TASK STATEMENT -
Give again, exactly as written, each line of the material below starting at the line that contains "let plan = with_run_context(config, |ctx|" and ending at the line that contains "bookings += 1;". Both ends count, and no other line does.

RECORDS PROVIDED -
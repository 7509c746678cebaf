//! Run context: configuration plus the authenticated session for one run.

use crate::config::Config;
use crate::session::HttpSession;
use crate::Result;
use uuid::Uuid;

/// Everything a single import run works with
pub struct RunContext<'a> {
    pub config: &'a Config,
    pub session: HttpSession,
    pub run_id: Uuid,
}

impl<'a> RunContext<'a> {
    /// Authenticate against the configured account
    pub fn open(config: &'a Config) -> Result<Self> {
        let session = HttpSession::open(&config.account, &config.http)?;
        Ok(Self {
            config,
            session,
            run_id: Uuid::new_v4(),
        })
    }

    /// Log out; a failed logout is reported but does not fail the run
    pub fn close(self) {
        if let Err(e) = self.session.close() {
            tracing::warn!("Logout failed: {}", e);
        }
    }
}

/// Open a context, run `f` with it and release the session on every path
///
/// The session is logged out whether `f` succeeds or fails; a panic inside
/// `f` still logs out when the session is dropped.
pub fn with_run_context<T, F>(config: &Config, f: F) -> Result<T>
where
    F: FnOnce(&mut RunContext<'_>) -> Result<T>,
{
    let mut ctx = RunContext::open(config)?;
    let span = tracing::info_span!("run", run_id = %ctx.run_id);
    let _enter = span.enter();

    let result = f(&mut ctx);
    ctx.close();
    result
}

==

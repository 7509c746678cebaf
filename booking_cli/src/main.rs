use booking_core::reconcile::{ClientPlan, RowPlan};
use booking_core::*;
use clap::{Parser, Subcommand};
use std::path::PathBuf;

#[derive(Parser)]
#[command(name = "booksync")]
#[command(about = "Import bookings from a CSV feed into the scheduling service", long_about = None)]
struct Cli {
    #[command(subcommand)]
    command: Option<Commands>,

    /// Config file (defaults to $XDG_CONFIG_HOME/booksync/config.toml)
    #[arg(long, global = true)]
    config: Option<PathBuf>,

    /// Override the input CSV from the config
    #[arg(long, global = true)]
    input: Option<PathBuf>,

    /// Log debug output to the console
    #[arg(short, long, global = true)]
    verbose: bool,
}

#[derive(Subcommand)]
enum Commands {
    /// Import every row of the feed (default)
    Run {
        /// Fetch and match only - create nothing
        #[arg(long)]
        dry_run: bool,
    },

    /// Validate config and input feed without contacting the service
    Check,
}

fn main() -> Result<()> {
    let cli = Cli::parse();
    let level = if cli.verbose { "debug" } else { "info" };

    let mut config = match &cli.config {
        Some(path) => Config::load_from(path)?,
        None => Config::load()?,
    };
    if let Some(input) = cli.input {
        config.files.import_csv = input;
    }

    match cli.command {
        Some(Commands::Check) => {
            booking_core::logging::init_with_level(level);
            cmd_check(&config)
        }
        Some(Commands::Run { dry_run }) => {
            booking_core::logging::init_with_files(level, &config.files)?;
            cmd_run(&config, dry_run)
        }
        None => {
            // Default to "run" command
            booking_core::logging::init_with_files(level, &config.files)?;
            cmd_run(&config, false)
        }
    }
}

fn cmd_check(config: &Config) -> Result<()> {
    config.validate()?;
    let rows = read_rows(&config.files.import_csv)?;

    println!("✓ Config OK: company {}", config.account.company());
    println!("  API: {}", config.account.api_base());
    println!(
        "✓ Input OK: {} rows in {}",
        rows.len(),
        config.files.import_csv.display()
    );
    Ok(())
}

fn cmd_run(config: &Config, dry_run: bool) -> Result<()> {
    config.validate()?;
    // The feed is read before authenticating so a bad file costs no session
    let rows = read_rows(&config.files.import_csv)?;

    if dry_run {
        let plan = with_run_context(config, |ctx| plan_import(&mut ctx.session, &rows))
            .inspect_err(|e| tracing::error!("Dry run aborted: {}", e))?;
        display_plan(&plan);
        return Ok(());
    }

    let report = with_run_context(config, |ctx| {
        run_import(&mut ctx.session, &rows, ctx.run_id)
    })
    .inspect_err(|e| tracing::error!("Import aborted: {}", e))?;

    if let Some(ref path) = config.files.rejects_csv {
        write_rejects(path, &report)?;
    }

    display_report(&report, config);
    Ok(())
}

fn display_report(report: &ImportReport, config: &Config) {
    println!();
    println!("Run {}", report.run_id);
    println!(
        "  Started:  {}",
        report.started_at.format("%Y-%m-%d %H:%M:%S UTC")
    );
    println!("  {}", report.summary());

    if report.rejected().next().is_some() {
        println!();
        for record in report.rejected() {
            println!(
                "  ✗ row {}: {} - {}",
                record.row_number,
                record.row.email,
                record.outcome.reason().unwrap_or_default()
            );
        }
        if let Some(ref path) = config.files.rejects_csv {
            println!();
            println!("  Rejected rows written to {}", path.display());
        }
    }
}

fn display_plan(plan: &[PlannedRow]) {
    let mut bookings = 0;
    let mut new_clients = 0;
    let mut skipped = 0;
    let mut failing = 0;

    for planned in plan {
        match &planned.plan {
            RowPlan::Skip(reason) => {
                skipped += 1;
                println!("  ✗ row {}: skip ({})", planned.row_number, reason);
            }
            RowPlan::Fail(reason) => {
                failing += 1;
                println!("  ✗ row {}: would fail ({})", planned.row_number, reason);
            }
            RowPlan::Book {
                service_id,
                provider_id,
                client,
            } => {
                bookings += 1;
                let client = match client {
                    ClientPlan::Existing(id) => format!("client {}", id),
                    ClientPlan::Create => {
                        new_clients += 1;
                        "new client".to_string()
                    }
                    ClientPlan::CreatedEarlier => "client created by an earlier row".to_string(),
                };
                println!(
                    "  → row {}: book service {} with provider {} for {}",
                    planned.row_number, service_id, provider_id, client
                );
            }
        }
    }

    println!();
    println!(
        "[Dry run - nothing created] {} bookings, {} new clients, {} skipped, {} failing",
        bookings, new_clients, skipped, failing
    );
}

SOLUTION TO THE EXERCISE -
        let plan = with_run_context(config, |ctx| plan_import(&mut ctx.session, &rows))
            .inspect_err(|e| tracing::error!("Dry run aborted: {}", e))?;
        display_plan(&plan);
        return Ok(());
    }

    let report = with_run_context(config, |ctx| {
        run_import(&mut ctx.session, &rows, ctx.run_id)
    })
    .inspect_err(|e| tracing::error!("Import aborted: {}", e))?;

    if let Some(ref path) = config.files.rejects_csv {
        write_rejects(path, &report)?;
    }

    display_report(&report, config);
    Ok(())
}

fn display_report(report: &ImportReport, config: &Config) {
    println!();
    println!("Run {}", report.run_id);
    println!(
        "  Started:  {}",
        report.started_at.format("%Y-%m-%d %H:%M:%S UTC")
    );
    println!("  {}", report.summary());

    if report.rejected().next().is_some() {
        println!();
        for record in report.rejected() {
            println!(
                "  ✗ row {}: {} - {}",
                record.row_number,
                record.row.email,
                record.outcome.reason().unwrap_or_default()
            );
        }
        if let Some(ref path) = config.files.rejects_csv {
            println!();
            println!("  Rejected rows written to {}", path.display());
        }
    }
}

fn display_plan(plan: &[PlannedRow]) {
    let mut bookings = 0;
    let mut new_clients = 0;
    let mut skipped = 0;
    let mut failing = 0;

    for planned in plan {
        match &planned.plan {
            RowPlan::Skip(reason) => {
                skipped += 1;
                println!("  ✗ row {}: skip ({})", planned.row_number, reason);
            }
            RowPlan::Fail(reason) => {
                failing += 1;
                println!("  ✗ row {}: would fail ({})", planned.row_number, reason);
            }
            RowPlan::Book {
                service_id,
                provider_id,
                client,
            } => {
                bookings += 1;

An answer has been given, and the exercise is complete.